Silencing of METTL3 attenuates cardiac fibrosis induced by myocardial infarction via inhibiting the activation of cardiac fibroblasts.

Cardiac fibrosis is characterized by the activation of cardiac fibroblasts and accumulation of extracellular matrix. METTL3, a component of methyltransferase complex, participates in multiple biological processes associated with mammalian development and disease progression. However, the role of METTL3 in cardiac fibrosis is still unknown. We performed fibroblasts activation with TGF-ß1 (20 ng/mL) in vitro and established in vivo mouse models with lentivirus to assess the effects of METTL3 on cardiac fibroblasts proliferation and collagen formation.
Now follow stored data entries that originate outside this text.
//! Applies queued UI events to the panel in the order they were raised.

use panel_core::{PanelController, SimulationViewport, StartOutcome};

use crate::controller::events::UiEvent;
use crate::simulation::BallFactory;

pub fn dispatch_ui_event(
    panel: &mut PanelController<BallFactory>,
    event: UiEvent,
    viewport: SimulationViewport,
    status: &mut String,
) {
    tracing::trace!(event = event.name(), "dispatching ui event");
    match event {
        UiEvent::CoefficientChanged { coefficient, value } => {
            panel.on_coefficient_change(coefficient, value);
        }
        UiEvent::StartRequested => {
            if let StartOutcome::Started(config) = panel.start(viewport) {
                *status = format!("Session started ({})", config.label);
            }
        }
        UiEvent::ViewDataRequested(route) => {
            tracing::info!(route = %route, "navigation requested");
            *status = format!("Session data is available at {route}");
        }
        UiEvent::SimulationKeyPressed => {
            if let Some(simulation) = panel.simulation_mut() {
                simulation.press();
            }
        }
    }
}
use super::*;

#[test]
fn evaluates_one_hundred_points_over_fixed_domain() {
    let pairs = [
        CoefficientPair::new(-2.0, -2.0),
        CoefficientPair::new(-0.75, 0.5),
        CoefficientPair::new(0.3, 1.7),
        CoefficientPair::new(2.0, 2.0),
    ];

    for pair in pairs {
        let series = evaluate(pair);
        assert_eq!(series.len(), SAMPLE_COUNT);
        for (i, point) in series.points().iter().enumerate() {
            let x = i as f64 * 0.01;
            assert_eq!(point.x, x);
            assert_eq!(point.y, pair.a() * x + pair.b() * (1.0 - pair.a()));
        }
    }
}

#[test]
fn identity_ignores_coefficients() {
    let series = identity();
    assert_eq!(series.len(), SAMPLE_COUNT);
    assert!(series.points().iter().all(|p| p.x == p.y));
    assert_eq!(series.points()[99].x, 99.0 * 0.01);
}

#[test]
fn evaluate_is_bit_identical_across_calls() {
    let pair = CoefficientPair::new(1.234, -0.567);
    let first = evaluate(pair);
    let second = evaluate(pair);
    for (l, r) in first.points().iter().zip(second.points()) {
        assert_eq!(l.x.to_bits(), r.x.to_bits());
        assert_eq!(l.y.to_bits(), r.y.to_bits());
    }
}

#[test]
fn default_pair_matches_known_values() {
    let series = evaluate(CoefficientPair::default());
    assert_eq!(series.points()[0].y, 0.875);
    assert_eq!(series.points()[50].x, 0.5);
    assert_eq!(series.points()[50].y, 0.5);
}

#[test]
fn zero_slope_gives_constant_series() {
    let series = evaluate(CoefficientPair::new(0.0, 0.5));
    assert!(series.points().iter().all(|p| p.y == 0.5));
}

#[test]
fn unit_slope_coincides_with_identity() {
    let series = evaluate(CoefficientPair::new(1.0, 1.3));
    assert_eq!(series, identity());
}

#[test]
fn all_zero_pair_gives_all_zero_series() {
    let series = evaluate(CoefficientPair::new(0.0, 0.0));
    assert!(series.points().iter().all(|p| p.y == 0.0));
    assert_eq!(series.max_y(), Some(0.0));
}

#[test]
fn fixed_point_is_b_unless_slope_is_one() {
    assert_eq!(fixed_point(CoefficientPair::default()), Some(0.5));
    let pair = CoefficientPair::new(0.25, -1.0);
    assert_eq!(progression(pair, -1.0), -1.0);
    assert_eq!(fixed_point(CoefficientPair::new(1.0, 0.2)), None);
}

#[test]
fn series_serializes_as_point_objects() {
    let series = identity();
    let json = serde_json::to_value(&series).expect("serialize");
    let points = json["points"].as_array().expect("points array");
    assert_eq!(points.len(), SAMPLE_COUNT);
    assert_eq!(points[0], serde_json::json!({ "x": 0.0, "y": 0.0 }));
}
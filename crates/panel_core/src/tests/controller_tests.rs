use super::*;

use std::{cell::RefCell, rc::Rc};

use crate::session::SessionState;

struct RecordingSimulation {
    config: SimulationConfig,
    reporter: KeyReporter,
}

#[derive(Default)]
struct RecordingFactory {
    mounted: Rc<RefCell<Vec<SimulationConfig>>>,
}

impl SimulationFactory for RecordingFactory {
    type Simulation = RecordingSimulation;

    fn mount(&mut self, config: SimulationConfig, reporter: KeyReporter) -> Self::Simulation {
        self.mounted.borrow_mut().push(config.clone());
        RecordingSimulation { config, reporter }
    }
}

fn viewport() -> SimulationViewport {
    SimulationViewport {
        width: 500.0,
        height: 700.0,
    }
}

fn controller() -> PanelController<RecordingFactory> {
    PanelController::with_scene("custom", &Settings::default(), RecordingFactory::default())
}

#[test]
fn initial_render_happens_on_construction() {
    let panel = controller();
    assert_eq!(panel.pair(), CoefficientPair::default());
    assert_eq!(panel.surface().generation(), 1);
    assert_eq!(panel.surface().paths().count(), 2);
    assert_eq!(panel.view(), PanelView::Configuring);
    assert_eq!(panel.route_label(), "custom");
}

#[test]
fn each_change_triggers_exactly_one_redraw() {
    let mut panel = controller();
    let updates = Rc::new(RefCell::new(Vec::new()));
    let sink = Rc::clone(&updates);
    panel.subscribe(move |update| sink.borrow_mut().push(update.clone()));

    panel.on_coefficient_change(Coefficient::A, 0.1);
    panel.on_coefficient_change(Coefficient::A, 0.2);
    panel.on_coefficient_change(Coefficient::B, 0.2);

    assert_eq!(panel.surface().generation(), 4);
    assert_eq!(
        updates.borrow().as_slice(),
        &[
            PanelUpdate::ChartRedrawn(CoefficientPair::new(0.1, 0.5)),
            PanelUpdate::ChartRedrawn(CoefficientPair::new(0.2, 0.5)),
            PanelUpdate::ChartRedrawn(CoefficientPair::new(0.2, 0.2)),
        ]
    );
}

#[test]
fn chart_tracks_the_current_pair() {
    let mut panel = controller();
    panel.on_coefficient_change(Coefficient::A, 0.0);
    panel.on_coefficient_change(Coefficient::B, 0.5);

    let (progression, identity) = panel.recompute();
    assert!(progression.points().iter().all(|p| p.y == 0.5));
    assert_eq!(identity.len(), 100);

    // The constant is also the top of the y domain.
    let (points, _) = panel.surface().paths().next().expect("progression path");
    assert!(points.iter().all(|&(_, y)| y == 10.0));
}

#[test]
fn out_of_range_input_is_clamped_before_recompute() {
    let mut panel = controller();
    let pair = panel.on_coefficient_change(Coefficient::B, 5.0);
    assert_eq!(pair.b(), 2.0);
    assert_eq!(panel.control(Coefficient::B).value(), 2.0);
}

#[test]
fn start_mounts_simulation_with_frozen_pair() {
    let factory = RecordingFactory::default();
    let mounted = Rc::clone(&factory.mounted);
    let mut panel = PanelController::with_scene("custom", &Settings::default(), factory);
    panel.on_coefficient_change(Coefficient::A, 0.25);

    let outcome = panel.start(viewport());
    let StartOutcome::Started(config) = outcome else {
        panic!("expected transition");
    };
    assert_eq!(config.pair(), CoefficientPair::new(0.25, 0.5));
    assert_eq!(config.label, "custom-a=0.250-b=0.500");
    assert_eq!(mounted.borrow().len(), 1);
    assert_eq!(panel.simulation().map(|s| &s.config), Some(&config));
    assert_eq!(
        panel.view(),
        PanelView::Running {
            navigation_target: None
        }
    );
}

#[test]
fn second_start_is_a_no_op() {
    let factory = RecordingFactory::default();
    let mounted = Rc::clone(&factory.mounted);
    let mut panel = PanelController::with_scene("custom", &Settings::default(), factory);

    panel.start(viewport());
    assert_eq!(panel.start(viewport()), StartOutcome::AlreadyRunning);
    assert_eq!(mounted.borrow().len(), 1);
    assert!(matches!(panel.session().state(), SessionState::Running { .. }));
}

#[test]
fn changes_after_start_do_not_leak_into_the_session() {
    let mut panel = controller();
    panel.start(viewport());
    let generation = panel.surface().generation();

    let pair = panel.on_coefficient_change(Coefficient::A, 1.9);
    assert_eq!(pair, CoefficientPair::default());
    assert_eq!(panel.surface().generation(), generation);
    assert_eq!(
        panel.session().config().map(|c| c.pair()),
        Some(CoefficientPair::default())
    );
}

#[test]
fn reported_key_becomes_navigation_target() {
    let mut panel = controller();
    panel.start(viewport());
    panel.report_session_key("abc123");

    assert_eq!(panel.navigation_target().as_deref(), Some("/data/abc123"));
    assert_eq!(
        panel.view(),
        PanelView::Running {
            navigation_target: Some("/data/abc123".to_string())
        }
    );
}

#[test]
fn simulation_reports_through_its_handle() {
    let mut panel = controller();
    let updates = Rc::new(RefCell::new(Vec::new()));
    let sink = Rc::clone(&updates);
    panel.subscribe(move |update| sink.borrow_mut().push(update.clone()));
    panel.start(viewport());

    let reporter = panel.simulation().expect("mounted").reporter.clone();
    reporter.report("abc123");
    assert_eq!(panel.navigation_target().as_deref(), Some("/data/abc123"));
    assert_eq!(
        updates.borrow().last(),
        Some(&PanelUpdate::SessionKeyReported {
            key: SessionKey::new("abc123"),
            navigation_target: "/data/abc123".to_string(),
        })
    );

    reporter.report("second");
    assert_eq!(panel.navigation_target().as_deref(), Some("/data/second"));
    assert_eq!(
        panel.view(),
        PanelView::Running {
            navigation_target: Some("/data/second".to_string())
        }
    );
}

#[test]
fn key_reported_while_mounting_is_visible_after_start() {
    struct ReportOnMount;

    impl SimulationFactory for ReportOnMount {
        type Simulation = ();

        fn mount(&mut self, _config: SimulationConfig, reporter: KeyReporter) -> Self::Simulation {
            reporter.report("mounted-key");
        }
    }

    let mut panel = PanelController::with_scene("custom", &Settings::default(), ReportOnMount);
    let updates = Rc::new(RefCell::new(Vec::new()));
    let sink = Rc::clone(&updates);
    panel.subscribe(move |update| sink.borrow_mut().push(update.clone()));

    panel.start(viewport());
    assert_eq!(panel.navigation_target().as_deref(), Some("/data/mounted-key"));
    assert!(matches!(
        updates.borrow().as_slice(),
        [PanelUpdate::SessionStarted(_), PanelUpdate::SessionKeyReported { .. }]
    ));
}

#[test]
fn reporting_from_inside_an_observer_still_stores_the_key() {
    let mut panel = controller();
    panel.start(viewport());
    let reporter = panel.simulation().expect("mounted").reporter.clone();
    panel.subscribe(move |update| {
        if let PanelUpdate::SessionKeyReported { key, .. } = update {
            if key.as_str() == "outer" {
                reporter.report("inner");
            }
        }
    });

    panel.report_session_key("outer");
    assert_eq!(panel.navigation_target().as_deref(), Some("/data/inner"));
}

#[test]
fn early_report_is_shown_once_running() {
    let mut panel = controller();
    let updates = Rc::new(RefCell::new(Vec::new()));
    let sink = Rc::clone(&updates);
    panel.subscribe(move |update| sink.borrow_mut().push(update.clone()));

    panel.report_session_key("early");
    assert!(updates.borrow().is_empty());
    assert!(panel.navigation_target().is_none());

    panel.start(viewport());
    assert_eq!(panel.navigation_target().as_deref(), Some("/data/early"));
    assert!(matches!(
        updates.borrow().last(),
        Some(PanelUpdate::SessionKeyReported { key, .. }) if key.as_str() == "early"
    ));
}

#[test]
fn settings_drive_initial_state_and_route_prefix() {
    let settings = Settings {
        initial_a: 0.12345,
        initial_b: -3.0,
        data_route_prefix: "/sessions".into(),
        ..Settings::default()
    };
    let mut panel = PanelController::with_scene("label", &settings, RecordingFactory::default());
    assert_eq!(panel.pair(), CoefficientPair::new(0.123, -2.0));

    panel.start(viewport());
    panel.report_session_key("k");
    assert_eq!(panel.navigation_target().as_deref(), Some("/sessions/k"));
}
Methylated RNA immunoprecipitation (MeRIP) was used to define the potential fibrosis-regulated gene. The expression level of METTL3 was increased in cardiac fibrotic tissue of mice with chronic myocardial infarction and cultured cardiac fibroblats (CFs) treated with TGF-ß1. Enforced expression of METTL3 promoted proliferation and fibroblast-to-myofibroblast transition and collagens accumulation, while silence of METTL3 did the opposite. Silence of METTL3 by lentivirus carrying METTL3 siRNA markedly alleviated cardiac fibrosis in MI mice. Transcriptome and N6-methyladenosine (m6 A) profiling analyses revealed that the expression and m6 A level of collagen-related genes were altered after silence of METTL3. METTL3-mediated m6 A modification is critical for the development of cardiac fibrosis, providing a molecular target for manipulating fibrosis and the associated cardiac diseases.